From my earliest memories, Dad had an aluminum sign hanging out over our mailbox. Kind of a bar, with his name in raised, stamped letters. David L. Wagler, the sign proclaimed. Titus had preserved the sign, and now it was there for the taking. I hastily grabbed it. This is what I actually want, I said, after the sisters started apologizing for scolding me for choosing the bowl. In the end, it all worked out. We all got something that we wanted.
They had two tents set up. Might as well make it comfortable. The estate was paying all the expenses and the food. The big tent was where the sale would be. And another tent between the house and the shop, all set up with tables. This was the dining tent. A great meal had been prepared for Friday evening. I was getting hungry for my One Meal when five o’clock rolled around. We all gathered in the dining tent. Joseph’s son, Mervin, welcomed us and prayed the meal blessing. I didn’t mess around after that. Get through the line and get food. There was much conversation and laughter as we all settled in for the delicious feast. This was family. The David and Ida Mae Wagler family, such as we were. Tomorrow would be the big day.

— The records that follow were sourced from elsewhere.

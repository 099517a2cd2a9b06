//! Pure 2D geometry: points, affine transforms, and axis-aligned rectangles.
//!
//! Three coordinate spaces flow through the engine and every API names the one
//! it expects:
//!
//! - **client**: CSS pixels as reported by pointer events.
//! - **view**: the space inside the pannable/zoomable group (the page image).
//! - **local**: a span's own space, mapped to view space by its transform.
//!
//! The host supplies the client mapping as a *screen* transform (surface → client);
//! the viewport transform maps view → surface.

#[cfg(test)]
#[path = "geom_test.rs"]
mod geom_test;

use serde::{Deserialize, Serialize};

use crate::consts::SINGULAR_EPSILON;
use crate::error::EditorError;

/// A point (or vector) in whichever space the surrounding API names.
#[derive(Debug, Clone, Copy, PartialEq, Default, Serialize, Deserialize)]
pub struct Point {
    pub x: f64,
    pub y: f64,
}

impl Point {
    #[must_use]
    pub fn new(x: f64, y: f64) -> Self {
        Self { x, y }
    }

    /// Euclidean distance to `other`.
    #[must_use]
    pub fn distance(self, other: Point) -> f64 {
        (other.x - self.x).hypot(other.y - self.y)
    }

    /// Component-wise difference `self - other`.
    #[must_use]
    pub fn sub(self, other: Point) -> Point {
        Point::new(self.x - other.x, self.y - other.y)
    }

    /// Component-wise sum.
    #[must_use]
    pub fn add(self, other: Point) -> Point {
        Point::new(self.x + other.x, self.y + other.y)
    }

    /// Point halfway between `self` and `other`.
    #[must_use]
    pub fn midpoint(self, other: Point) -> Point {
        Point::new((self.x + other.x) * 0.5, (self.y + other.y) * 0.5)
    }
}

/// A 2D affine map with SVG/DOMMatrix coefficient layout:
///
/// ```text
/// x' = a·x + c·y + e
/// y' = b·x + d·y + f
/// ```
#[derive(Debug, Clone, Copy, PartialEq, Serialize, Deserialize)]
pub struct Affine {
    pub a: f64,
    pub b: f64,
    pub c: f64,
    pub d: f64,
    pub e: f64,
    pub f: f64,
}

impl Default for Affine {
    fn default() -> Self {
        Self::IDENTITY
    }
}

impl Affine {
    pub const IDENTITY: Affine = Affine { a: 1.0, b: 0.0, c: 0.0, d: 1.0, e: 0.0, f: 0.0 };

    #[must_use]
    pub fn new(a: f64, b: f64, c: f64, d: f64, e: f64, f: f64) -> Self {
        Self { a, b, c, d, e, f }
    }

    #[must_use]
    pub fn translate(dx: f64, dy: f64) -> Self {
        Self::new(1.0, 0.0, 0.0, 1.0, dx, dy)
    }

    #[must_use]
    pub fn scale(sx: f64, sy: f64) -> Self {
        Self::new(sx, 0.0, 0.0, sy, 0.0, 0.0)
    }

    /// Clockwise rotation in screen coordinates (y down), in degrees.
    #[must_use]
    pub fn rotate_deg(deg: f64) -> Self {
        let (sin, cos) = deg.to_radians().sin_cos();
        Self::new(cos, sin, -sin, cos, 0.0, 0.0)
    }

    /// `m` applied about `origin`: `translate(origin) ∘ m ∘ translate(-origin)`.
    #[must_use]
    pub fn about(origin: Point, m: Affine) -> Self {
        Self::translate(origin.x, origin.y)
            .compose(&m)
            .compose(&Self::translate(-origin.x, -origin.y))
    }

    /// `self ∘ other`: the map that applies `other` first, then `self`.
    #[must_use]
    pub fn compose(&self, other: &Affine) -> Affine {
        Affine {
            a: self.a * other.a + self.c * other.b,
            b: self.b * other.a + self.d * other.b,
            c: self.a * other.c + self.c * other.d,
            d: self.b * other.c + self.d * other.d,
            e: self.a * other.e + self.c * other.f + self.e,
            f: self.b * other.e + self.d * other.f + self.f,
        }
    }

    #[must_use]
    pub fn determinant(&self) -> f64 {
        self.a * self.d - self.b * self.c
    }

    /// The inverse map.
    ///
    /// # Errors
    ///
    /// [`EditorError::SingularTransform`] when `|det| < 1e-9`.
    pub fn invert(&self) -> Result<Affine, EditorError> {
        let det = self.determinant();
        if !det.is_finite() || det.abs() < SINGULAR_EPSILON {
            return Err(EditorError::SingularTransform { det });
        }
        Ok(Affine {
            a: self.d / det,
            b: -self.b / det,
            c: -self.c / det,
            d: self.a / det,
            e: (self.c * self.f - self.d * self.e) / det,
            f: (self.b * self.e - self.a * self.f) / det,
        })
    }

    #[must_use]
    pub fn apply(&self, p: Point) -> Point {
        Point::new(self.a * p.x + self.c * p.y + self.e, self.b * p.x + self.d * p.y + self.f)
    }

    /// Apply only the linear part, for deltas and directions.
    #[must_use]
    pub fn apply_vector(&self, v: Point) -> Point {
        Point::new(self.a * v.x + self.c * v.y, self.b * v.x + self.d * v.y)
    }

    /// Uniform scale magnitude `sqrt(a² + b²)`. Assumes no shear, which holds for
    /// every transform this crate builds.
    #[must_use]
    pub fn scale_factor(&self) -> f64 {
        self.a.hypot(self.b)
    }

    /// [`Self::scale_factor`], rejecting zero so callers can divide by it.
    ///
    /// # Errors
    ///
    /// [`EditorError::SingularTransform`] when the scale is (near) zero.
    pub fn checked_scale_factor(&self) -> Result<f64, EditorError> {
        let scale = self.scale_factor();
        if !scale.is_finite() || scale < SINGULAR_EPSILON {
            return Err(EditorError::SingularTransform { det: self.determinant() });
        }
        Ok(scale)
    }

    /// Coefficient-wise comparison within `eps`.
    #[must_use]
    pub fn approx_eq(&self, other: &Affine, eps: f64) -> bool {
        [
            (self.a, other.a),
            (self.b, other.b),
            (self.c, other.c),
            (self.d, other.d),
            (self.e, other.e),
            (self.f, other.f),
        ]
        .iter()
        .all(|(l, r)| (l - r).abs() <= eps)
    }

    /// SVG `transform` attribute value.
    #[must_use]
    pub fn to_svg(&self) -> String {
        format!("matrix({} {} {} {} {} {})", self.a, self.b, self.c, self.d, self.e, self.f)
    }
}

/// Free-function form of [`Affine::compose`].
#[must_use]
pub fn compose(a: &Affine, b: &Affine) -> Affine {
    a.compose(b)
}

/// Free-function form of [`Affine::invert`].
///
/// # Errors
///
/// [`EditorError::SingularTransform`] for degenerate transforms.
pub fn invert(a: &Affine) -> Result<Affine, EditorError> {
    a.invert()
}

/// Free-function form of [`Affine::apply`].
#[must_use]
pub fn apply(a: &Affine, p: Point) -> Point {
    a.apply(p)
}

/// Axis-aligned rectangle. `width` and `height` are never negative.
#[derive(Debug, Clone, Copy, PartialEq, Serialize, Deserialize)]
pub struct Rect {
    pub x: f64,
    pub y: f64,
    pub width: f64,
    pub height: f64,
}

impl Rect {
    #[must_use]
    pub fn new(x: f64, y: f64, width: f64, height: f64) -> Self {
        Self::from_corners(Point::new(x, y), Point::new(x + width, y + height))
    }

    /// Smallest rectangle containing both corners, in any order.
    #[must_use]
    pub fn from_corners(p: Point, q: Point) -> Self {
        let x = p.x.min(q.x);
        let y = p.y.min(q.y);
        Self { x, y, width: (p.x - q.x).abs(), height: (p.y - q.y).abs() }
    }

    /// Bounding box of a point set; `None` when empty.
    #[must_use]
    pub fn from_points(points: impl IntoIterator<Item = Point>) -> Option<Self> {
        let mut iter = points.into_iter();
        let first = iter.next()?;
        let (min, max) = iter.fold((first, first), |(min, max), p| {
            (Point::new(min.x.min(p.x), min.y.min(p.y)), Point::new(max.x.max(p.x), max.y.max(p.y)))
        });
        Some(Self::from_corners(min, max))
    }

    #[must_use]
    pub fn left(&self) -> f64 {
        self.x
    }

    #[must_use]
    pub fn right(&self) -> f64 {
        self.x + self.width
    }

    #[must_use]
    pub fn top(&self) -> f64 {
        self.y
    }

    #[must_use]
    pub fn bottom(&self) -> f64 {
        self.y + self.height
    }

    #[must_use]
    pub fn corners(&self) -> [Point; 4] {
        [
            Point::new(self.left(), self.top()),
            Point::new(self.right(), self.top()),
            Point::new(self.right(), self.bottom()),
            Point::new(self.left(), self.bottom()),
        ]
    }

    #[must_use]
    pub fn union(&self, other: &Rect) -> Rect {
        Rect::from_corners(
            Point::new(self.left().min(other.left()), self.top().min(other.top())),
            Point::new(self.right().max(other.right()), self.bottom().max(other.bottom())),
        )
    }

    /// Axis-aligned bounds of this rectangle after mapping all four corners through `m`.
    #[must_use]
    pub fn transformed(&self, m: &Affine) -> Rect {
        let [p0, p1, p2, p3] = self.corners().map(|p| m.apply(p));
        let min = Point::new(p0.x.min(p1.x).min(p2.x).min(p3.x), p0.y.min(p1.y).min(p2.y).min(p3.y));
        let max = Point::new(p0.x.max(p1.x).max(p2.x).max(p3.x), p0.y.max(p1.y).max(p2.y).max(p3.y));
        Rect::from_corners(min, max)
    }

    #[must_use]
    pub fn contains(&self, p: Point) -> bool {
        p.x >= self.left() && p.x <= self.right() && p.y >= self.top() && p.y <= self.bottom()
    }

    /// SVG path data outlining this rectangle.
    #[must_use]
    pub fn to_path_data(&self) -> String {
        format!("M{},{} h{} v{} h{}Z", self.x, self.y, self.width, self.height, -self.width)
    }
}

/// Separating-axis overlap test; touching edges count as overlapping.
#[must_use]
pub fn overlaps(a: &Rect, b: &Rect) -> bool {
    !(a.top() > b.bottom() || a.right() < b.left() || a.bottom() < b.top() || a.left() > b.right())
}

But first, it was tonight. And there were things planned. After supper, we all headed over to visit Joseph’s grave. I boarded Amish Black with my brother-in-law, Marvin Yutzy. The ride over and back would be our time together. We chatted about many things as we rolled along in the convoy of mini vans and SUVs, over to the graveyard. There, we parked and got out. A crowd soon gathered. We waited until the van arrived with Titus and his family. They got out and joined us. The sun was sinking into the western skies as we all stood around my brother’s resting place in a large semicircle. It’s in a peaceful spot, the grave. Reuben Wagler, Joseph’s son, stood and spoke for a few minutes. He remembered and recognized the choices his father had made to love and accept all his children, wherever they were, however they lived. After Reuben wrapped up with a brief prayer, we sang Precious Memories. Some of the siblings shared their memories of Joseph’s last days. It was over, for him. He could never rejoin us here in this life. But we could go to where he was. We all headed back to the farm as darkness drifted in.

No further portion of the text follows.